I'm having trouble reconciling different values for the ridge parameter that minimizes mean squared error when using RidgeCV in scikit-learn (Python) and cv.glmnet (R).
First a few things to note:
- My code takes into account this post which shows how the "lambda" regularization value in cv.glmnet compares to the "alpha" value in RidgeCV
- In the link above, @eickenberg states that RidgeCV uses unpenalized intercept estimation, while the glmnet documentation states it uses penalized maximum likelihood
Here is my R code which uses the mtcars data:
# Load libraries, get data & set seed for reproducibility
set.seed(123) # sees for reproducibility
library(glmnet) # for ridge regression
library(dplyr) # for data cleaning
data("mtcars")
# Center y, X will be standardized in the modelling function
y <- mtcars %>% select(mpg) %>% scale(center = TRUE, scale = FALSE) %>% as.matrix()
X <- mtcars %>% select(-mpg) %>% as.matrix()
# Perform 10-fold cross-validation to select lambda
lambdas_to_try <- 10^seq(-3, 5, length.out = 100)

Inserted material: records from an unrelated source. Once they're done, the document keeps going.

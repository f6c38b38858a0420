pub mod auth;
pub mod clients;
pub mod pages;
pub mod relationships;
pub mod students;
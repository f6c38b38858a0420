//! Global edge filter.
//!
//! Runs ahead of every route. Page decisions use the unverified token decode
//! and are only redirects; the API namespace outside the public allow-list is
//! rejected outright when no usable token is present. Logout is the one API
//! route a stale cookie may still reach. Handlers still verify
//! the signature through [`CurrentUser`](super::CurrentUser).

use axum::{
    extract::{Request, State},
    http::{header, HeaderMap, HeaderValue, StatusCode},
    middleware::Next,
    response::{IntoResponse, Redirect, Response},
    Json,
};
use axum_extra::extract::cookie::CookieJar;

use super::session::{cleared_session_cookie, AUTH_COOKIE};
use crate::auth::decode_unverified;
use crate::dtos::ErrorResponse;
use crate::AppState;

/// API routes reachable without a session.
pub const PUBLIC_API_ROUTES: &[&str] = &[
    "/api/auth/login",
    "/api/auth/signup",
    "/api/auth/check-user",
    "/api/auth/set-password",
];

/// Ends a session. Needs a cookie to get past the filter, but not a live one.
const LOGOUT_ROUTE: &str = "/api/auth/logout";

const AUTH_PAGES: &[&str] = &["/login", "/signup"];

const PROTECTED_PAGE_PREFIXES: &[&str] = &[
    "/dashboard",
    "/studios",
    "/clients",
    "/lessons",
    "/homework",
    "/notebook",
    "/exercises",
    "/profile",
];

#[derive(Debug, Clone, Copy, PartialEq, Eq)]
pub enum RouteClass {
    Root,
    AuthPage,
    ProtectedPage,
    PublicApi,
    Logout,
    ProtectedApi,
    /// Static assets, uploads, health. The filter leaves these alone.
    Other,
}

fn matches_prefix(path: &str, prefix: &str) -> bool {
    path == prefix
        || path
            .strip_prefix(prefix)
            .is_some_and(|rest| rest.starts_with('/'))
}

pub fn classify_route(path: &str) -> RouteClass {
    let trimmed = if path.len() > 1 {
        path.trim_end_matches('/')
    } else {
        path
    };

    if trimmed == "/" || trimmed.is_empty() {
        return RouteClass::Root;
    }

    if matches_prefix(trimmed, "/api") {
        return if PUBLIC_API_ROUTES.contains(&trimmed) {
            RouteClass::PublicApi
        } else if trimmed == LOGOUT_ROUTE {
            RouteClass::Logout
        } else {
            RouteClass::ProtectedApi
        };
    }

    if AUTH_PAGES.contains(&trimmed) {
        return RouteClass::AuthPage;
    }

    if PROTECTED_PAGE_PREFIXES
        .iter()
        .any(|prefix| matches_prefix(trimmed, prefix))
    {
        return RouteClass::ProtectedPage;
    }

    RouteClass::Other
}

/// Drop the session cookie from the inbound `Cookie` header, keeping the rest.
fn strip_session_cookie(headers: &mut HeaderMap) {
    let jar = CookieJar::from_headers(headers);
    let remaining: Vec<String> = jar
        .iter()
        .filter(|c| c.name() != AUTH_COOKIE)
        .map(|c| format!("{}={}", c.name(), c.value()))
        .collect();

    headers.remove(header::COOKIE);
    if remaining.is_empty() {
        return;
    }
    match HeaderValue::from_str(&remaining.join("; ")) {
        Ok(value) => {
            headers.insert(header::COOKIE, value);
        }
        Err(e) => tracing::warn!(error = %e, "Could not rebuild cookie header"),
    }
}

/// Whether a handler already wrote the session cookie (login, logout).
fn sets_session_cookie(headers: &HeaderMap) -> bool {
    let prefix = format!("{}=", AUTH_COOKIE);
    headers
        .get_all(header::SET_COOKIE)
        .iter()
        .filter_map(|v| v.to_str().ok())
        .any(|v| v.starts_with(&prefix))
}

pub async fn edge_filter_middleware(
    State(state): State<AppState>,
    mut req: Request,
    next: Next,
) -> Response {
    let class = classify_route(req.uri().path());

    let token = CookieJar::from_headers(req.headers())
        .get(AUTH_COOKIE)
        .map(|c| c.value().to_string())
        .filter(|v| !v.is_empty());

    let (authenticated, stale) = match token.as_deref().map(decode_unverified) {
        None => (false, false),
        Some(Ok(_)) => (true, false),
        Some(Err(e)) => {
            tracing::debug!(error = %e, path = %req.uri().path(), "Discarding stale session cookie");
            (false, true)
        }
    };

    if stale {
        strip_session_cookie(req.headers_mut());
    }

    let mut response = match (authenticated, class) {
        (false, RouteClass::ProtectedPage | RouteClass::Root) => {
            Redirect::temporary("/login").into_response()
        }
        (false, RouteClass::Logout) if stale => next.run(req).await,
        (false, RouteClass::ProtectedApi | RouteClass::Logout) => (
            StatusCode::UNAUTHORIZED,
            Json(ErrorResponse {
                success: false,
                error: "Unauthorized".to_string(),
            }),
        )
            .into_response(),
        (true, RouteClass::AuthPage | RouteClass::Root) => {
            Redirect::temporary("/dashboard").into_response()
        }
        _ => next.run(req).await,
    };

    if stale && !sets_session_cookie(response.headers()) {
        let cleared = cleared_session_cookie(state.config.is_production());
        match HeaderValue::from_str(&cleared.to_string()) {
            Ok(value) => {
                response.headers_mut().append(header::SET_COOKIE, value);
            }
            Err(e) => tracing::warn!(error = %e, "Could not encode cleared session cookie"),
        }
    }

    response
}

# Setting alpha = 0 implements ridge regression
ridge_cv <- cv.glmnet(X, y, alpha = 0, lambda = lambdas_to_try,
standardize = TRUE, nfolds = 10)
# Best cross-validated lambda
lambda_cv <- ridge_cv$lambda.min
print(lambda_cv)
which results in 2.983647
My Python code using the same data (imported from a csv I exported in R):
import numpy as np
import pandas as pd
from sklearn.preprocessing import scale
from sklearn.linear_model import RidgeCV
# %% Define features of interest
df = pd.read_csv(PATH_TO_MTCARS.csv)
features = ['cyl', 'disp', 'hp', 'drat', 'wt', 'qsec',
'vs', 'am', 'gear', 'carb']
# %% Extract Variables
# Isolate features and target variable
X = df[features]
X = scale(X)
y = df['mpg'] - df['mpg'].mean()
# %% Ridge cross validation
n_alphas = 100
lambdas = np.logspace(-3, 5, n_alphas)
alphas = lambdas * 32 / 2 # convert to glmnet lambdas to RidgeCV alphas, n=32
ridge_cv = RidgeCV(alphas=alphas, cv=10, scoring='neg_mean_squared_error')
ridge_cv.fit(X, y)
print(ridge_cv.alpha_ * 2 / 32) # convert RidgeCV alpha to glmnet lambda
which results in 0.8111308
Funny thing is, if I set "scale=TRUE" in the y assignment line in the R code and remove the X = scale(X) line in the python code, both result in an output of 0.4641589. In my mind, doing these two operations results in non-equivalent models, so I don't understand why this result would happen.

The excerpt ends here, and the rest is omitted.